DİYABETİN BİLİNEN NEDENİ YOK
Biz diyabetin ne kadar farkında olursak, bu hastalığı önlemede, hastaları kurtarma da o kadar şansımız yüksek olacaktır.
Bu yönden baktığımızda diyabet zor ve önemli bir hastalıktır. Şimdi hastalar hep şunu söylüyor, yemek yedim şekerim yükseldi, üzüldüm şekerim yükseldi, ailemde şeker hastalığı vardı, streten oldu. Bunların hepsi doğru ama burada hastalarımız var bunları hastalarımıza da anlatıyoruz, onlarda çevresine anlatıyor. Fakat diyabetin hala oluşturduğu nedenlerini bilmiyoruz. Bilecek olsak bu hastalıkla mücadele farklı olur. Fakat bilinmiyor bununla ilgili çalışmalar sürüyor.
Tip 1 de insülin salgısı hiç yoktur veya yok denecek kadar az olduğundan tedavisinde mutlaka insülin kullanılır. Tip 1 diyabetin belirtileri hızla ortaya çıkar ve hemen insülin başlanmazsa ciddi sonuçlara yol açabilir. Tip 2 diyabette ise vücutta insülin salgısı yetersizdir, salgı bozukluğunun yanı sıra insülin direnci vardır.
TİP 2 AMELİYATINDA BÜYÜK BAŞARI
Metabolik cerrahi Aile %75 Aile %98 arasında değişmekle birlikte ortalama %86 oranında Tip2 şeker hastalarında tedavi sağlayarak ilaç ve insülün kullanımını ortadan kaldırabilmektedir. Ayrıca kollestrol ve trigliserit yüksekliği olan hastalarda %90 iyileşme yüksek tansiyonu olan hastalarda da %80 oranında iyileşme sağlamaktadır. Kilo fazlalığı olan hastalarda hormonel etkiyle fazla kilolardan kurtulmasını sağlarken biz bu ameliyatı ılımlı kilolu nonobaz hastalarda da güvenli bir şekilde de uygulayabilmekteyiz. Sonrasında ise laparoskopik ameliyatları uygulayabilmekteyiz ortalama iki saat süren operasyon ardından bir hafta sonrasında ise normal yaşamlarına dönebilmektedir.

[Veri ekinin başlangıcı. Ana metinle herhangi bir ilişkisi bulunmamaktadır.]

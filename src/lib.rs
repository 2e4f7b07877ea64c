//! filter-section: a stateless renderer for a product filter control.
//!
//! Given one flat UI-state snapshot the crate produces the complete markup of
//! a product filter:
//! - A search box echoing the current query
//! - A two-level category drill-down with a clickable breadcrumb trail
//! - Item-count and sort selectors with the current choice pre-selected
//!
//! Rendering is a pure function of its input. Event wiring, data loading and
//! state persistence belong to the host page.
//!
//! # Architecture
//!
//! ```text
//! ┌─────────────────────────────────────────────────────┐
//! │  CLI (main.rs)                                      │  ← JSON in, HTML out
//! └─────────────────────────────────────────────────────┘
//!                        │
//! ┌─────────────────────────────────────────────────────┐
//! │  Application Layer (app/)                           │
//! │  - FilterProps: input contract, boundary validation │
//! │  - FilterState: normalization, view model           │
//! └─────────────────────────────────────────────────────┘
//!                        │
//! ┌───────────────────────────┐   ┌─────────────────────┐
//! │ UI Layer (ui/)            │   │ Domain (domain/)    │
//! │ - Components (maud)       │   │ - CategoryTree      │
//! │ - Theme (CSS classes)     │   │ - CategoryFocus     │
//! │ - Labels (locales)        │   │ - Sort / limit enums│
//! └───────────────────────────┘   └─────────────────────┘
//!                        │
//! ┌─────────────────────────────────────────────────────┐
//! │  Observability (observability/)                     │
//! │  - tracing-subscriber setup, rotating log file      │
//! └─────────────────────────────────────────────────────┘
//! ```
//!
//! # Modules
//!
//! - [`app`]: Input contract and state projection
//! - [`domain`]: Category tree, drill-down focus, selector enumerations, errors
//! - [`ui`]: Markup components, theming and labels
//! - [`observability`]: Logging setup
//!
//! # Interaction Anchors
//!
//! The rendered markup exposes stable hooks for the host's event layer:
//!
//! | Anchor | Meaning |
//! |--------|---------|
//! | `[data-breadcrumb="reset"]` | clear both category levels |
//! | `[data-breadcrumb="category1"][data-category1]` | keep category1, clear category2 |
//! | `.category1-filter-btn[data-category1]` | select a first-level category |
//! | `.category2-filter-btn[data-category1][data-category2]` | select a second-level category |
//! | `#search-input` | free text |
//! | `#limit-select`, `#sort-select` | selector values |
//!
//! # Examples
//!
//! ```rust
//! use filter_section::{render_filter_section, FilterProps};
//!
//! let props = FilterProps::from_json(r#"{
//!     "categories": {"Electronics": {"Phones": {}, "Laptops": {}}},
//!     "selectedCategory1": "Electronics"
//! }"#)?;
//!
//! let html = render_filter_section(&props);
//! assert!(html.contains(r#"data-category2="Phones""#));
//! # Ok::<(), filter_section::FilterError>(())
//! ```
//!
//! With configuration:
//!
//! ```rust
//! use filter_section::{initialize, Config, FilterProps};
//!
//! let config = Config {
//!     theme_name: Some("plain".to_string()),
//!     locale: Some("ko".to_string()),
//!     ..Default::default()
//! };
//! let section = initialize(&config)?;
//! let html = section.render(&FilterProps::default());
//! assert!(html.contains("filter-section"));
//! # Ok::<(), filter_section::FilterError>(())
//! ```

pub mod app;
pub mod domain;
pub mod observability;
pub mod ui;

pub use app::{FilterProps, FilterState};
pub use domain::{CategoryFocus, CategoryTree, FilterError, ItemLimit, Result, SortOrder};
pub use ui::{render_filter_section, FilterSection, Labels, Theme};

use serde::Deserialize;
use std::collections::BTreeMap;
use std::path::Path;

/// Renderer and logging configuration.
///
/// Loaded from a TOML file or from a flat key/value map. Keys are the same in
/// both forms:
///
/// ```toml
/// theme = "plain"
/// theme_file = "/path/to/theme.toml"
/// locale = "ko"
/// labels_file = "/path/to/labels.toml"
/// trace_level = "debug"
/// log_file = "/var/log/filter-section.log"
/// ```
#[derive(Debug, Clone, Default, PartialEq, Eq, Deserialize)]
#[serde(default, deny_unknown_fields)]
pub struct Config {
    /// Built-in theme name: `tailwind` (default) or `plain`. Ignored if
    /// `theme_file` is set.
    #[serde(rename = "theme")]
    pub theme_name: Option<String>,

    /// Path to a custom TOML theme file. Takes precedence over `theme_name`.
    pub theme_file: Option<String>,

    /// Built-in label set: `en` (default) or `ko`. Ignored if `labels_file`
    /// is set.
    pub locale: Option<String>,

    /// Path to a custom TOML label file. Takes precedence over `locale`.
    pub labels_file: Option<String>,

    /// Tracing filter directive. Options: `trace`, `debug`, `info`, `warn`,
    /// `error`, or any `EnvFilter` directive. Default: `"info"`
    pub trace_level: Option<String>,

    /// Write logs to this file (rotated) instead of stderr.
    pub log_file: Option<String>,
}

impl Config {
    /// Parses configuration from a flat key/value map.
    ///
    /// Unknown keys are ignored; blank values count as unset.
    ///
    /// # Example
    ///
    /// ```rust
    /// use std::collections::BTreeMap;
    /// use filter_section::Config;
    ///
    /// let mut map = BTreeMap::new();
    /// map.insert("theme".to_string(), "plain".to_string());
    /// map.insert("locale".to_string(), " ".to_string());
    ///
    /// let config = Config::from_map(&map);
    /// assert_eq!(config.theme_name.as_deref(), Some("plain"));
    /// assert_eq!(config.locale, None);
    /// ```
    #[must_use]
    pub fn from_map(config: &BTreeMap<String, String>) -> Self {
        let get = |key: &str| {
            config
                .get(key)
                .map(|value| value.trim())
                .filter(|value| !value.is_empty())
                .map(String::from)
        };

        Self {
            theme_name: get("theme"),
            theme_file: get("theme_file"),
            locale: get("locale"),
            labels_file: get("labels_file"),
            trace_level: get("trace_level"),
            log_file: get("log_file"),
        }
    }

    /// Loads configuration from a TOML file.
    ///
    /// # Errors
    ///
    /// Returns [`FilterError::Io`] if the file cannot be read and
    /// [`FilterError::Config`] on invalid TOML or unknown keys.
    pub fn from_toml_file<P: AsRef<Path>>(path: P) -> Result<Self> {
        let contents = std::fs::read_to_string(path)?;
        Self::from_toml_str(&contents)
    }

    /// Parses configuration from a TOML string.
    ///
    /// # Errors
    ///
    /// Returns [`FilterError::Config`] on invalid TOML or unknown keys.
    pub fn from_toml_str(contents: &str) -> Result<Self> {
        toml::from_str(contents).map_err(|e| FilterError::Config(format!("Failed to parse config TOML: {e}")))
    }

    /// Overlays the set fields of `other` on top of `self`.
    #[must_use]
    pub fn merge(self, other: Self) -> Self {
        Self {
            theme_name: other.theme_name.or(self.theme_name),
            theme_file: other.theme_file.or(self.theme_file),
            locale: other.locale.or(self.locale),
            labels_file: other.labels_file.or(self.labels_file),
            trace_level: other.trace_level.or(self.trace_level),
            log_file: other.log_file.or(self.log_file),
        }
    }

    /// Resolves the theme: `theme_file`, then `theme_name`, then the default.
    ///
    /// # Errors
    ///
    /// Fails if the file cannot be loaded or the name is not a built-in theme.
    pub fn resolve_theme(&self) -> Result<Theme> {
        if let Some(theme_file) = &self.theme_file {
            tracing::debug!(theme_file = %theme_file, "loading theme from file");
            return Theme::from_file(theme_file);
        }

        self.theme_name.as_ref().map_or_else(
            || Ok(Theme::default()),
            |theme_name| {
                Theme::from_name(theme_name)
                    .ok_or_else(|| FilterError::Theme(format!("unknown built-in theme: {theme_name}")))
            },
        )
    }

    /// Resolves the labels: `labels_file`, then `locale`, then English.
    ///
    /// # Errors
    ///
    /// Fails if the file cannot be loaded or the locale is not built in.
    pub fn resolve_labels(&self) -> Result<Labels> {
        if let Some(labels_file) = &self.labels_file {
            tracing::debug!(labels_file = %labels_file, "loading labels from file");
            return Labels::from_file(labels_file);
        }

        self.locale.as_ref().map_or_else(
            || Ok(Labels::default()),
            |locale| {
                Labels::from_name(locale)
                    .ok_or_else(|| FilterError::Labels(format!("unknown built-in locale: {locale}")))
            },
        )
    }
}

/// Builds a configured renderer.
///
/// Does not install a tracing subscriber; call
/// [`observability::init_tracing`] for that.
///
/// # Errors
///
/// Propagates theme and label resolution failures.
pub fn initialize(config: &Config) -> Result<FilterSection> {
    tracing::debug!(?config, "initializing filter section renderer");

    let theme = config.resolve_theme()?;
    let labels = config.resolve_labels()?;

    Ok(FilterSection::new(theme, labels))
}

#[cfg(test)]
mod tests {
    use super::*;
    use std::io::Write;

    #[test]
    fn defaults_resolve_to_tailwind_english() {
        let section = initialize(&Config::default()).unwrap();
        assert_eq!(section.theme().name, "tailwind");
        assert_eq!(section.labels().name, "en");
    }

    #[test]
    fn unknown_names_are_errors() {
        let theme = Config { theme_name: Some("neon".into()), ..Default::default() };
        assert!(matches!(initialize(&theme), Err(FilterError::Theme(_))));

        let locale = Config { locale: Some("fr".into()), ..Default::default() };
        assert!(matches!(initialize(&locale), Err(FilterError::Labels(_))));
    }

    #[test]
    fn files_take_precedence_over_names() {
        let mut custom = Theme::from_name("plain").unwrap();
        custom.name = "from-file".to_string();
        let mut file = tempfile::NamedTempFile::new().unwrap();
        file.write_all(toml::to_string(&custom).unwrap().as_bytes()).unwrap();

        let config = Config {
            theme_name: Some("tailwind".into()),
            theme_file: Some(file.path().to_string_lossy().into_owned()),
            ..Default::default()
        };
        assert_eq!(config.resolve_theme().unwrap().name, "from-file");
    }

    #[test]
    fn toml_config() {
        let config = Config::from_toml_str("theme = \"plain\"\nlocale = \"ko\"\ntrace_level = \"debug\"\n").unwrap();
        assert_eq!(config.theme_name.as_deref(), Some("plain"));
        assert_eq!(config.locale.as_deref(), Some("ko"));
        assert_eq!(config.trace_level.as_deref(), Some("debug"));

        let err = Config::from_toml_str("colour = \"red\"\n").unwrap_err();
        assert!(matches!(err, FilterError::Config(_)));
    }

    #[test]
    fn toml_config_from_file() {
        let mut file = tempfile::NamedTempFile::new().unwrap();
        file.write_all(b"log_file = \"/tmp/filter.log\"\n").unwrap();

        let config = Config::from_toml_file(file.path()).unwrap();
        assert_eq!(config.log_file.as_deref(), Some("/tmp/filter.log"));
    }

    #[test]
    fn merge_prefers_the_overlay() {
        let base = Config { theme_name: Some("plain".into()), locale: Some("ko".into()), ..Default::default() };
        let overlay = Config { locale: Some("en".into()), ..Default::default() };

        let merged = base.merge(overlay);
        assert_eq!(merged.theme_name.as_deref(), Some("plain"));
        assert_eq!(merged.locale.as_deref(), Some("en"));
    }
}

Ayrıca şeker hastalığı bağlı meydana gelebilecek uç organ hasarlarının önlenmesine yardımcı oluyor. Ameliyatlar laparoskopik metabolik cerrahi ile yapılıyor. Tip 1 şeker hastalarında pankreasta hiç insülin olmadığından tip 1 şeker hastası grubuna bu ameliyatı uygulamıyoruz. Tip 2 şeker hastalarında da ameliyattan önce yaptığımız testlerde pankreasta geride kalan insülin stokları yeterli olan belli bir değerin altında olmayan hastaları ameliyat programına alıyoruz. Bu anlamda hastalarımızın diyabette erken tanı tedavinin başarılı olması için çok önemlidir” diyerek sözlerine son verdi.